De acordo com a Agência Internacional da Energia[5], o setor de transporte é o segundo maior emissor de CO2 (21%), seguido pelo setor elétrico (41%). Dentro do setor de transporte, o rodoviário é o maior emissor de CO2. Neste sentido, qualquer política seriamente comprometida a reduzir a emissão de gases de efeito estufa passará pela adoção de combustíveis alternativos. Ademais, as questões ambientais vão além das políticas relacionadas ao efeito estufa, grande parte dos problemas relacionados à qualidade do ar em metrópoles se deve também às emissões dos automóveis. Enquanto, o efeito estufa é um problema mundial, cujas externalidades não se restringem geograficamente, a qualidade do ar possuem efeitos na saúde da população local. As políticas de melhora da qualidade do ar, por serem mais localizadas que as políticas em relação à emissão de CO2tendem a serem mais efetivas, pelos menos países mais desenvolvidos.

Somando a estas motivações, vale notar que, visto que a corrida por inovações em marcha a própria disputa pela fronteira tecnológica também se tornou um motor importante para as inovações no setor.

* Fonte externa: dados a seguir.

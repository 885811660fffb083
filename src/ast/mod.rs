/// AST (Abstract Syntax Tree) module
/// Contains all definitions related to the AST structure
///
/// Submodules:
/// - ast: The `Node` trait, the `Stmt`/`Expr` sum types and `Program`
/// - expressions: Definitions for the expression nodes
/// - statements: Definitions for the statement nodes
pub mod ast;
pub mod expressions;
pub mod statements;
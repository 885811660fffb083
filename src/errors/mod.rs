//! Diagnostics produced while parsing.
//!
//! This module defines the error types recorded by the parser. It includes:
//!
//! - Error structures with source position information
//! - Specific error variants for each diagnostic class
//! - The append-only `Diagnostics` collection the parser reports into

pub mod errors;

#[cfg(test)]
mod tests;
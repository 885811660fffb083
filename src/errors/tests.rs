//! Unit tests for error handling.

use crate::errors::errors::{Diagnostics, Error, ErrorImpl, ErrorTip};
use crate::lexer::tokens::TokenKind;
use crate::Position;
use std::rc::Rc;

fn at(offset: u32) -> Position {
    Position(offset, Rc::new("test.mk".to_string()))
}

#[test]
fn test_error_creation() {
    let error = Error::new(
        ErrorImpl::MissingPrefixHandler {
            kind: TokenKind::Illegal,
        },
        at(10),
    );

    assert_eq!(error.get_error_name(), "MissingPrefixHandler");
    assert_eq!(error.get_position().0, 10);
}

#[test]
fn test_unexpected_token_message() {
    let error = Error::new(
        ErrorImpl::UnexpectedToken {
            expected: TokenKind::Identifier,
            got: TokenKind::Integer,
        },
        at(4),
    );

    assert_eq!(error.get_error_name(), "UnexpectedToken");
    assert_eq!(
        error.to_string(),
        "expected next token to be Identifier, got Integer instead"
    );
}

#[test]
fn test_integer_parse_message() {
    let error = Error::new(
        ErrorImpl::IntegerParseError {
            literal: "99999999999999999999".to_string(),
        },
        at(0),
    );

    assert_eq!(
        error.to_string(),
        "could not parse \"99999999999999999999\" as integer"
    );
}

#[test]
fn test_missing_prefix_message() {
    let error = Error::new(ErrorImpl::MissingPrefixHandler { kind: TokenKind::Plus }, at(0));

    assert_eq!(error.to_string(), "no prefix parse function for Plus found");
}

#[test]
fn test_error_tip_none() {
    let error = Error::new(ErrorImpl::NestingTooDeep { limit: 256 }, at(0));

    assert!(matches!(error.get_tip(), ErrorTip::None));
    assert_eq!(
        error.to_string(),
        "expression nesting exceeds maximum depth of 256"
    );
}

#[test]
fn test_error_tip_suggestion() {
    let error = Error::new(
        ErrorImpl::MissingPrefixHandler {
            kind: TokenKind::CloseCurly,
        },
        at(0),
    );

    match error.get_tip() {
        ErrorTip::Suggestion(tip) => assert_eq!(tip, "`CloseCurly` cannot start an expression"),
        _ => panic!("Expected suggestion tip"),
    }
}

#[test]
fn test_error_tip_display() {
    let tip = ErrorTip::Suggestion("Try this instead".to_string());
    assert_eq!(tip.to_string(), "Try this instead");

    let tip = ErrorTip::None;
    assert_eq!(tip.to_string(), "");
}

#[test]
fn test_diagnostics_keep_order_and_duplicates() {
    let mut diagnostics = Diagnostics::new();
    assert!(diagnostics.is_empty());

    let missing = Error::new(ErrorImpl::MissingPrefixHandler { kind: TokenKind::Star }, at(2));
    diagnostics.push(missing.clone());
    diagnostics.push(Error::new(ErrorImpl::NestingTooDeep { limit: 1 }, at(3)));
    diagnostics.push(missing);

    assert_eq!(diagnostics.len(), 3);
    assert_eq!(
        diagnostics.messages(),
        vec![
            "no prefix parse function for Star found".to_string(),
            "expression nesting exceeds maximum depth of 1".to_string(),
            "no prefix parse function for Star found".to_string(),
        ]
    );
    assert_eq!(diagnostics.as_slice()[1].get_position().0, 3);
    assert_eq!((&diagnostics).into_iter().count(), 3);
}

Inexistência de uma trajetória tecnológica definida

A inexistência de uma trajetória tecnológica definida pode ser observada pela heterogeneidade de tecnologias adotadas nos países e das políticas de incentivos. As varáveis que levam e que deveriam levar a adoção ou preferência de uma tecnologia em detrimento de outras é objeto de estudo dos autores. Assim como quais as consequências destas escolhas. Em uma primeira breve observação pode-se perceber que as tecnologias têm diferentes penetrações nos países, e que com isto a composição da matriz de combustíveis dos países começa a se diversificar. Esta diversificação tecnológica permite a competição entre as diferentes opções, o que por um lado incentiva as inovações e disputa pela posição de tecnologia predominante, contudo, por outro lado, este efeito leva uma ausência de standard tecnológico e diminui a escala de produção, como consequência prejudica o desenvolvimento de algumas tecnologias que necessitam de escala.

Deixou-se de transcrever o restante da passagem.